Priority status for priority diseases

I travel a fair bit. Enough to have priority status to skip lines, get upgrades and free drinks in lounges. It sounds glamorous, but travel for work takes its toll.  The perks you earn from all the travel basically balance out the hours of being stuck at airports due to delayed flights and nights away from home. Priority is status. It means you’re special. It means you’re treated differently or regarded to as being more important. For example, when boarding planes, the passengers are organized into zones. Zone 1 are the really special people who get to board first, Zone 2 are pretty special and by the time you get to Zone 4 or 5…well, you’re not so special.

The same can be said about diseases. There are the really special ones, the pretty special ones and the run of the mill ones that we’re not too concerned with. At the beginning of February, Disease Experts reviewed the numerous known diseases and identified those that based on the potential to cause a public health emergency and the fact there are no drugs or vaccines to cure and/or mitigate transition, urgently need our focus.  The “Zone 1” diseases identified were: Crimean-Congo haemorrhagic fever (CCHF), Ebola virus disease and Marburg virus disease, Lassa fever, Middle East respiratory syndrome coronavirus (MERS-CoV) and Severe Acute Respiratory Syndrome (SARS), Nipah and henipaviral diseases, Rift Valley fever (RVF), Zika and Disease X.

CCHF, Ebola, Marburg and Lassa are all haemorrhagic fevers that while limited to areas where animals that carry them live are of concern, not only because of transmission from person to person, but also because of the potential use in bioterrorism.  In relation to MERS-CoV and SARS, I will admit I have a bit of a soft spot for as it was during the 2003 SARS Outbreak that hit Toronto that I began my career in infection prevention. The most interesting disease of this group for me is Disease X.  Disease X does not exist.  It represents the knowledge that at any time a serious international epidemic could be caused by a currently unknown pathogen.  I suppose back in 2003, SARS would have been considered Disease X.  We did not know what we were dealing with. We simply knew that we were dealing with something that caused severe respiratory distress, was killing people and was showing up in cities around the globe.

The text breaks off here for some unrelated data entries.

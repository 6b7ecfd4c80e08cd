//! Final answer synthesis and provenance stripping
//!
//! The prompt asks the model not to mention where its facts came from, but
//! models ignore that often enough that the denylist filter runs over every
//! answer regardless.

use super::prompts;
use crate::completion::{CompletionClient, CompletionError};
use regex_lite::Regex;
use std::sync::Arc;
use tracing::debug;

/// Context handed to the model when the query produced nothing usable.
pub const MISSING_CONTEXT: &str = "I don't know";

/// Returned when the completion service can't produce an answer at all.
pub const FALLBACK_ANSWER: &str = "I'm sorry, I wasn't able to find an answer to that question \
right now. Could you try rephrasing it?";

/// Removes source-revealing vocabulary from generated text.
///
/// Terms match whole words, case-insensitively; multi-word terms match
/// across any run of whitespace. Matches are replaced with nothing and the
/// surrounding text is left exactly as it was.
#[derive(Debug, Clone)]
pub struct ProvenanceFilter {
    pattern: Option<Regex>,
}

impl ProvenanceFilter {
    /// Build the filter for `terms`.
    ///
    /// Terms are escaped, so this only fails when the combined pattern
    /// exceeds the regex engine's size limits.
    pub fn new<I, S>(terms: I) -> Result<Self, regex_lite::Error>
    where
        I: IntoIterator<Item = S>,
        S: AsRef<str>,
    {
        let mut alternatives: Vec<String> = terms
            .into_iter()
            .map(|term| {
                term.as_ref()
                    .split_whitespace()
                    .map(regex_lite::escape)
                    .collect::<Vec<_>>()
                    .join(r"\s+")
            })
            .filter(|alt| !alt.is_empty())
            .collect();
        if alternatives.is_empty() {
            return Ok(Self { pattern: None });
        }
        // Longest first so "available information" wins over any shorter overlap.
        alternatives.sort_by_key(|alt| std::cmp::Reverse(alt.len()));

        let pattern = Regex::new(&format!(r"(?i)\b(?:{})\b", alternatives.join("|")))?;
        Ok(Self {
            pattern: Some(pattern),
        })
    }

    /// Remove every denylisted term.
    ///
    /// Removing one term can close the gap between the words around it and
    /// form another ("available database information"), so passes repeat
    /// until nothing matches. Each pass that changes the text shortens it.
    pub fn strip(&self, text: &str) -> String {
        let Some(pattern) = &self.pattern else {
            return text.to_string();
        };
        let mut out = text.to_string();
        while pattern.is_match(&out) {
            out = pattern.replace_all(&out, "").into_owned();
        }
        out
    }
}

/// Whether a context string carries no information.
pub(crate) fn is_missing(context: Option<&str>) -> bool {
    match context.map(str::trim) {
        None => true,
        Some(text) => matches!(text, "" | "[]" | "{}" | "null"),
    }
}

/// Turns a question plus serialized results into a stripped answer.
pub struct AnswerSynthesizer {
    client: Arc<dyn CompletionClient>,
    filter: ProvenanceFilter,
}

impl AnswerSynthesizer {
    pub fn new(client: Arc<dyn CompletionClient>, filter: ProvenanceFilter) -> Self {
        Self { client, filter }
    }

    /// Answer `question` from `context`, or admit not knowing when there is none.
    pub async fn synthesize_answer(
        &self,
        question: &str,
        context: Option<&str>,
    ) -> Result<String, CompletionError> {
        let context = match context {
            Some(text) if !is_missing(Some(text)) => text,
            _ => {
                debug!("no usable context, asking for an honest don't-know");
                MISSING_CONTEXT
            }
        };
        let prompt = prompts::render(
            prompts::ANSWER,
            &[("question", question), ("context", context)],
        );

        let raw = self.client.complete(&prompt).await?;
        Ok(self.filter.strip(raw.trim()))
    }

    /// The fixed answer used when synthesis itself fails.
    pub fn fallback(&self) -> String {
        self.filter.strip(FALLBACK_ANSWER)
    }
}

There are of course additional diseases of interest.  These would be the Zone 2 and Zone 3 diseases. We need to mindful and not forget about them.  We need to ensure research is on-going to understand their attributes, develop better diagnostic tools and of course develop ways to treat these diseases and/or vaccines to prevent the transmission.

The long and the short is that while the current priority diseases listed in WHO’s Blueprint priority diseases are viruses, any type of pathogen can land on this list. The experts also discussed the importance and value of a One Health approach as many of our priority list diseases are zoonotic in nature. While we need to develop measures to protect human health, we cannot forget or underestimate the importance of considering animal health measures. These measures can help prevent and control animal diseases to minimize spill-over to humans and of course, protect our food supplies.

Bugging Off!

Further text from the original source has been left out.